I would say that the majority of backgammon programs have
focused on this aspect: developing high level features
which reflect the kinds of things humans think about.
Tesauro's work shows that these features can be quite
valuable even if you have a neural network which is capable
of learning its own 'features.' It just makes things a lot
easier for a learning system if you give it useful hints.
If you don't have a learning system, then you really must
have hand-coded features.

Since so much work has been done in this area, it's less
interesting to me, but of course there is the possibility
that there are features out there which are easy to
calculate, extremely useful, which no one has thought of
(or at least implemented).

The types of features that I have found most useful, in
approximate order of importance, are:

shots/blot danger
racing equity/pip count
point making rolls
priming strength
other dynamic features (e.g. rolls that escape)

My personal experience is that the exact nature of these
features is that crucial (e.g., for priming strength you
can count points and gaps, or you can determine the
exact number of rolls to jump the checkers over the
prime, or you could measure it any of a number of other
ways).

Another manifestation of human positional insight is the
way humans classify positions: holding games, blitzes,
backgames, etc. This too has been used in computer
programs, although to a lesser degree (e.g. having one
routine play all contact positions, another all races).
I think Championship Backgammon used this approach quite
a bit. The main problem is deciding just how to partition
the space. I think this approach is useful, but less
important than the features.

------------------------------

The other comments I have relate more to how quickly
people (or a program) play, rather than the level of
play. But the two are related, because you can
generally improve your play by thinking longer, and
if you can somehow think faster, then you can think
about more in the same amount of time.

Also, since a prime reason for the existence of
computer bg programs is to do rollouts, the faster
we can make 'em, the better. I want to have a
world class program on my PC which rolls out (at
its highest level of play) an opening position
5000 times in an hour. Better yet, in 5 minutes!

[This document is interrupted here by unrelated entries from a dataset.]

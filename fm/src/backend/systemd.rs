//! Process control through `systemctl --user`

use std::collections::BTreeSet;
use std::io;
use std::path::PathBuf;
use std::process::Stdio;

use async_trait::async_trait;
use thiserror::Error;
use tokio::process::Command;
use tracing::{debug, warn};

use super::UnitNaming;
use crate::domain::{ErrorRecord, UnitAction, UnitStatus};

/// Errors from the process manager
#[derive(Debug, Error)]
pub enum ProcessControlError {
    #[error("failed to run {program}: {source}")]
    Spawn {
        program: String,
        #[source]
        source: io::Error,
    },

    #[error("unit {0} not found")]
    UnknownUnit(String),

    #[error("unexpected output from systemctl for {unit}: '{output}'")]
    Malformed { unit: String, output: String },

    #[error("systemctl {action} {unit} failed: {stderr}")]
    Failed {
        unit: String,
        action: String,
        stderr: String,
    },
}

impl ProcessControlError {
    /// Errors that will not fix themselves by retrying
    pub fn is_permanent(&self) -> bool {
        match self {
            Self::Spawn { source, .. } => source.kind() == io::ErrorKind::NotFound,
            Self::UnknownUnit(_) | Self::Malformed { .. } => true,
            Self::Failed { .. } => false,
        }
    }

    pub fn to_record(&self) -> ErrorRecord {
        if self.is_permanent() {
            ErrorRecord::permanent(self.to_string())
        } else {
            ErrorRecord::transient(self.to_string())
        }
    }
}

/// Status and control of shard processes
#[async_trait]
pub trait ProcessControl: Send + Sync {
    /// Whether the shard's unit is running and enabled
    async fn status(&self, shard: &str) -> Result<UnitStatus, ProcessControlError>;

    /// Apply a control action to the shard's unit
    async fn control(&self, shard: &str, action: UnitAction) -> Result<(), ProcessControlError>;

    /// Shards whose units are enabled or running, configured or not
    async fn managed(&self) -> Result<Vec<String>, ProcessControlError>;

    /// Enable and start a unit that is not a shard, such as the grouping target
    async fn enable_now(&self, unit: &str) -> Result<(), ProcessControlError>;
}

/// `systemctl --user` backed process control
#[derive(Debug, Clone)]
pub struct Systemd {
    program: PathBuf,
    naming: UnitNaming,
}

struct CommandOutput {
    success: bool,
    stdout: String,
    stderr: String,
}

impl Systemd {
    pub fn new(naming: UnitNaming) -> Self {
        Self::with_program("systemctl", naming)
    }

    /// Use a specific `systemctl` binary
    pub fn with_program(program: impl Into<PathBuf>, naming: UnitNaming) -> Self {
        let program = program.into();
        debug!(?program, "Systemd::with_program: called");
        Self { program, naming }
    }

    async fn run(&self, args: &[&str]) -> Result<CommandOutput, ProcessControlError> {
        debug!(?args, "Systemd::run: called");
        let output = Command::new(&self.program)
            .arg("--user")
            .args(args)
            .stdin(Stdio::null())
            .kill_on_drop(true)
            .output()
            .await
            .map_err(|source| ProcessControlError::Spawn {
                program: self.program.display().to_string(),
                source,
            })?;

        Ok(CommandOutput {
            success: output.status.success(),
            stdout: String::from_utf8_lossy(&output.stdout).trim().to_string(),
            stderr: String::from_utf8_lossy(&output.stderr).trim().to_string(),
        })
    }

    /// Shard names in the first column of a listing, filtered on the row
    ///
    /// A failed listing counts as empty.
    async fn listed(
        &self,
        args: &[&str],
        keep: impl Fn(&[&str]) -> bool,
    ) -> Result<BTreeSet<String>, ProcessControlError> {
        let output = self.run(args).await?;
        if !output.success {
            warn!(?args, stderr = %output.stderr, "Systemd::listed: listing failed");
            return Ok(BTreeSet::new());
        }
        Ok(parse_listing(&output.stdout, &self.naming, keep))
    }

    fn failure(&self, unit: String, action: &str, output: CommandOutput) -> ProcessControlError {
        warn!(%unit, %action, stderr = %output.stderr, "Systemd::failure: systemctl failed");
        if is_missing_unit(&output.stderr) {
            ProcessControlError::UnknownUnit(unit)
        } else {
            ProcessControlError::Failed {
                unit,
                action: action.to_string(),
                stderr: output.stderr,
            }
        }
    }
}

/// Shard names from `list-units` or `list-unit-files` rows whose columns pass `keep`
fn parse_listing(stdout: &str, naming: &UnitNaming, keep: impl Fn(&[&str]) -> bool) -> BTreeSet<String> {
    stdout
        .lines()
        .filter_map(|line| {
            // list-units marks failed units with a leading bullet
            let columns: Vec<&str> = line.split_whitespace().skip_while(|c| *c == "●" || *c == "*").collect();
            if columns.is_empty() || !keep(columns.as_slice()) {
                return None;
            }
            naming.shard(columns[0]).map(str::to_string)
        })
        .collect()
}

/// Map `systemctl is-active` output to "running"
///
/// `is-active` exits non-zero for anything but active, so only stdout matters.
fn parse_active(unit: &str, output: &CommandOutput) -> Result<bool, ProcessControlError> {
    match output.stdout.as_str() {
        "active" | "reloading" | "refreshing" => Ok(true),
        "inactive" | "failed" | "activating" | "deactivating" | "maintenance" => Ok(false),
        other => Err(ProcessControlError::Malformed {
            unit: unit.to_string(),
            output: other.to_string(),
        }),
    }
}

/// Map `systemctl is-enabled` output to "enabled"
fn parse_enabled(unit: &str, output: &CommandOutput) -> Result<bool, ProcessControlError> {
    match output.stdout.as_str() {
        "enabled" | "enabled-runtime" => Ok(true),
        "disabled" | "static" | "indirect" | "generated" | "transient" | "linked" | "linked-runtime" | "alias"
        | "masked" | "masked-runtime" | "bad" => Ok(false),
        "not-found" => Err(ProcessControlError::UnknownUnit(unit.to_string())),
        "" if is_missing_unit(&output.stderr) => Err(ProcessControlError::UnknownUnit(unit.to_string())),
        other => Err(ProcessControlError::Malformed {
            unit: unit.to_string(),
            output: other.to_string(),
        }),
    }
}

fn is_missing_unit(stderr: &str) -> bool {
    let stderr = stderr.to_ascii_lowercase();
    stderr.contains("no such file") || stderr.contains("not found") || stderr.contains("does not exist")
}

#[async_trait]
impl ProcessControl for Systemd {
    async fn status(&self, shard: &str) -> Result<UnitStatus, ProcessControlError> {
        let unit = self.naming.unit(shard);
        debug!(%unit, "Systemd::status: called");

        let active_args = ["is-active", unit.as_str()];
        let enabled_args = ["is-enabled", unit.as_str()];
        let (active, enabled) = tokio::join!(self.run(&active_args), self.run(&enabled_args));
        let enabled = parse_enabled(&unit, &enabled?)?;
        let running = parse_active(&unit, &active?)?;

        Ok(UnitStatus { running, enabled })
    }

    async fn control(&self, shard: &str, action: UnitAction) -> Result<(), ProcessControlError> {
        let unit = self.naming.unit(shard);
        debug!(%unit, %action, "Systemd::control: called");

        let args = [action.verb(), unit.as_str()];
        let output = self.run(&args).await?;
        if output.success {
            return Ok(());
        }
        Err(self.failure(unit, action.verb(), output))
    }

    async fn managed(&self) -> Result<Vec<String>, ProcessControlError> {
        let pattern = self.naming.pattern();
        debug!(%pattern, "Systemd::managed: called");

        let files_args = ["list-unit-files", "--no-legend", pattern.as_str()];
        let units_args = ["list-units", "--no-legend", "--plain", "--state", "active", pattern.as_str()];
        let (enabled, running) = tokio::join!(
            self.listed(&files_args, |columns| columns.get(1) == Some(&"enabled")),
            self.listed(&units_args, |_| true)
        );

        let mut managed = enabled?;
        managed.extend(running?);
        Ok(managed.into_iter().collect())
    }

    async fn enable_now(&self, unit: &str) -> Result<(), ProcessControlError> {
        debug!(%unit, "Systemd::enable_now: called");
        let args = ["enable", "--now", unit];
        let output = self.run(&args).await?;
        if output.success {
            return Ok(());
        }
        Err(self.failure(unit.to_string(), "enable --now", output))
    }
}

#[cfg(test)]
mod tests {
    use super::*;
    use std::fs;
    use std::os::unix::fs::PermissionsExt;
    use std::path::Path;
    use tempfile::tempdir;

    /// Write an executable `systemctl` stand-in into `dir`
    fn fake_systemctl(dir: &Path, body: &str) -> PathBuf {
        let path = dir.join("systemctl");
        fs::write(&path, format!("#!/bin/sh\n{}\n", body)).unwrap();
        fs::set_permissions(&path, fs::Permissions::from_mode(0o755)).unwrap();
        path
    }

    const STATUS_SCRIPT: &str = r#"
case "$2:$3" in
  "is-active:dontstarve@Master.service") echo active; exit 0 ;;
  "is-enabled:dontstarve@Master.service") echo enabled; exit 0 ;;
  "is-active:dontstarve@Caves.service") echo inactive; exit 3 ;;
  "is-enabled:dontstarve@Caves.service") echo disabled; exit 1 ;;
  "is-active:"*) echo inactive; exit 3 ;;
  "is-enabled:"*) echo "Failed to get unit file state for $3: No such file or directory" >&2; exit 1 ;;
  "start:dontstarve@Master.service") exit 0 ;;
  *) echo "Unit $3 not found." >&2; exit 5 ;;
esac
"#;

    #[tokio::test]
    async fn test_status_running_and_enabled() {
        let temp = tempdir().unwrap();
        let systemd = Systemd::with_program(fake_systemctl(temp.path(), STATUS_SCRIPT), UnitNaming::default());

        let status = systemd.status("Master").await.unwrap();
        assert_eq!(
            status,
            UnitStatus {
                running: true,
                enabled: true
            }
        );
    }

    #[tokio::test]
    async fn test_status_nonzero_exit_is_not_an_error() {
        let temp = tempdir().unwrap();
        let systemd = Systemd::with_program(fake_systemctl(temp.path(), STATUS_SCRIPT), UnitNaming::default());

        let status = systemd.status("Caves").await.unwrap();
        assert_eq!(status, UnitStatus::default());
    }

    #[tokio::test]
    async fn test_status_unknown_unit_is_permanent() {
        let temp = tempdir().unwrap();
        let systemd = Systemd::with_program(fake_systemctl(temp.path(), STATUS_SCRIPT), UnitNaming::default());

        let err = systemd.status("Forest").await.unwrap_err();
        assert!(matches!(err, ProcessControlError::UnknownUnit(ref u) if u == "dontstarve@Forest.service"));
        assert!(err.to_record().is_permanent());
    }

    #[tokio::test]
    async fn test_status_garbage_output_is_malformed() {
        let temp = tempdir().unwrap();
        let systemd = Systemd::with_program(fake_systemctl(temp.path(), "echo bogus"), UnitNaming::default());

        let err = systemd.status("Master").await.unwrap_err();
        assert!(matches!(err, ProcessControlError::Malformed { .. }));
        assert!(err.is_permanent());
    }

    #[tokio::test]
    async fn test_control_success_and_failure() {
        let temp = tempdir().unwrap();
        let systemd = Systemd::with_program(fake_systemctl(temp.path(), STATUS_SCRIPT), UnitNaming::default());

        systemd.control("Master", UnitAction::Start).await.unwrap();

        let err = systemd.control("Master", UnitAction::Stop).await.unwrap_err();
        assert!(matches!(err, ProcessControlError::UnknownUnit(_)));
    }

    #[tokio::test]
    async fn test_control_failure_is_transient() {
        let temp = tempdir().unwrap();
        let script = fake_systemctl(temp.path(), "echo 'Job failed. See journal.' >&2; exit 1");
        let systemd = Systemd::with_program(script, UnitNaming::default());

        let err = systemd.control("Master", UnitAction::Restart).await.unwrap_err();
        match &err {
            ProcessControlError::Failed { action, stderr, .. } => {
                assert_eq!(action, "restart");
                assert!(stderr.contains("Job failed"));
            }
            other => panic!("unexpected error {:?}", other),
        }
        assert!(!err.to_record().is_permanent());
    }

    const LISTING_SCRIPT: &str = r#"
case "$2" in
  list-unit-files)
    echo "dontstarve@.service        static   -"
    echo "dontstarve@Master.service  enabled  enabled"
    echo "dontstarve@Old.service     enabled  enabled"
    echo "dontstarve@Caves.service   disabled enabled"
    ;;
  list-units)
    echo "dontstarve@Master.service loaded active running Master"
    echo "dontstarve@Stale.service  loaded active running Stale"
    ;;
  enable)
    [ "$3" = "--now" ] && [ "$4" = "dontstarve.target" ] && exit 0
    echo "Unit $4 not found." >&2; exit 5 ;;
esac
"#;

    #[tokio::test]
    async fn test_managed_is_enabled_or_running() {
        let temp = tempdir().unwrap();
        let systemd = Systemd::with_program(fake_systemctl(temp.path(), LISTING_SCRIPT), UnitNaming::default());

        let managed = systemd.managed().await.unwrap();
        assert_eq!(managed, vec!["Master", "Old", "Stale"]);
    }

    #[tokio::test]
    async fn test_managed_failed_listing_is_empty() {
        let temp = tempdir().unwrap();
        let systemd = Systemd::with_program(fake_systemctl(temp.path(), "exit 1"), UnitNaming::default());

        assert!(systemd.managed().await.unwrap().is_empty());
    }

    #[test]
    fn test_parse_listing_skips_bullets_and_foreign_units() {
        let stdout = "● dontstarve@Caves.service loaded failed failed Caves\nsshd.service loaded active running SSH\n";
        let shards = parse_listing(stdout, &UnitNaming::default(), |_| true);
        assert_eq!(shards.into_iter().collect::<Vec<_>>(), vec!["Caves"]);
    }

    #[tokio::test]
    async fn test_enable_now() {
        let temp = tempdir().unwrap();
        let systemd = Systemd::with_program(fake_systemctl(temp.path(), LISTING_SCRIPT), UnitNaming::default());

        systemd.enable_now("dontstarve.target").await.unwrap();
        let err = systemd.enable_now("other.target").await.unwrap_err();
        assert!(matches!(err, ProcessControlError::UnknownUnit(ref u) if u == "other.target"));
    }

    #[tokio::test]
    async fn test_missing_binary_is_permanent() {
        let temp = tempdir().unwrap();
        let systemd = Systemd::with_program(temp.path().join("no-such-systemctl"), UnitNaming::default());

        let err = systemd.status("Master").await.unwrap_err();
        assert!(matches!(err, ProcessControlError::Spawn { .. }));
        assert!(err.is_permanent());
    }
}
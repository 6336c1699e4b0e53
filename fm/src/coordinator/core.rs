//! Main Coordinator task implementation

use std::collections::HashMap;
use std::sync::Arc;
use std::sync::atomic::{AtomicBool, Ordering};

use tokio::sync::{Notify, mpsc, watch};
use tokio::task::JoinSet;
use tokio::time::timeout;
use tracing::{debug, error, info, warn};

use super::config::CoordinatorConfig;
use super::handle::CoordinatorHandle;
use super::jobs::{ChatPoll, JobContext, ModsRefresh, StatusPoll, WorldPoll};
use super::messages::CoordRequest;
use super::task::{PollJob, TaskBoard, TaskKind, TaskRunner};
use crate::backend::{Backends, QueryError, announce_command};
use crate::domain::UnitAction;
use crate::events::{Event, EventBus};
use crate::logtail::{LogTailAggregator, LogTailConfig};
use crate::state::StateContainer;

/// Keeps `pending_actions` raised for as long as one control call is in flight
struct PendingAction {
    container: Arc<StateContainer>,
}

impl PendingAction {
    fn begin(container: &Arc<StateContainer>) -> Self {
        container.mutate(|mut s| {
            s.pending_actions += 1;
            s
        });
        Self {
            container: container.clone(),
        }
    }
}

impl Drop for PendingAction {
    fn drop(&mut self) {
        self.container.mutate(|mut s| {
            s.pending_actions = s.pending_actions.saturating_sub(1);
            s
        });
    }
}

/// Owns the periodic tasks, the log followers and every in-flight user command
pub struct Coordinator {
    ctx: Arc<JobContext>,
    rx: mpsc::Receiver<CoordRequest>,
    aggregator: LogTailAggregator,
    board: TaskBoard,
    refresh: HashMap<TaskKind, Arc<Notify>>,
    shutdown_tx: watch::Sender<bool>,
    commands: JoinSet<()>,
    updating: Arc<AtomicBool>,
}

------------------------------

AUTOMATIC MOVE ELIMINATION
Humans generally only consider a handful of moves - often
only one out of dozens. As has been discussed here lately,
computers typically look at every move, which may number in
the hundreds.

I mentioned one simple way to reduce the number of moves:
don't consider any play which leaves you with 2+ fewer
home board points when you have doubles and you're not
bearing off. That's my conservative version. You could
make it more aggressive, potentially eliminating more
correct moves.

Do other people have ideas for eliminating moves?
One idea I toyed with, but haven't implemented, is to
say that when you can hit in your opponent's board, and
you don't have any blots in your own board, and some
other conditions, then consider no play which doesn't hit.

These examples seem convoluted, but the fact is its
difficult to come up with things which only very, very
rarely prune away the best move. Its nice to prune
bad moves, but its much much more important not to
prune good moves.

I think that one of the reasons humans do this so well
is because they have a plan, or at least goals. They
pull checkers into their own outer board because they
have a goal of making the 5 point, not just because
it evaluates higher ('looks better'). So when they
roll the number that makes the point, they don't have
to think about all the other plays -- just check no
higher ranking goal is possible -- and then make the
move. I don't know of any goal-directed backgammon
programs, but it seems like a very useful idea.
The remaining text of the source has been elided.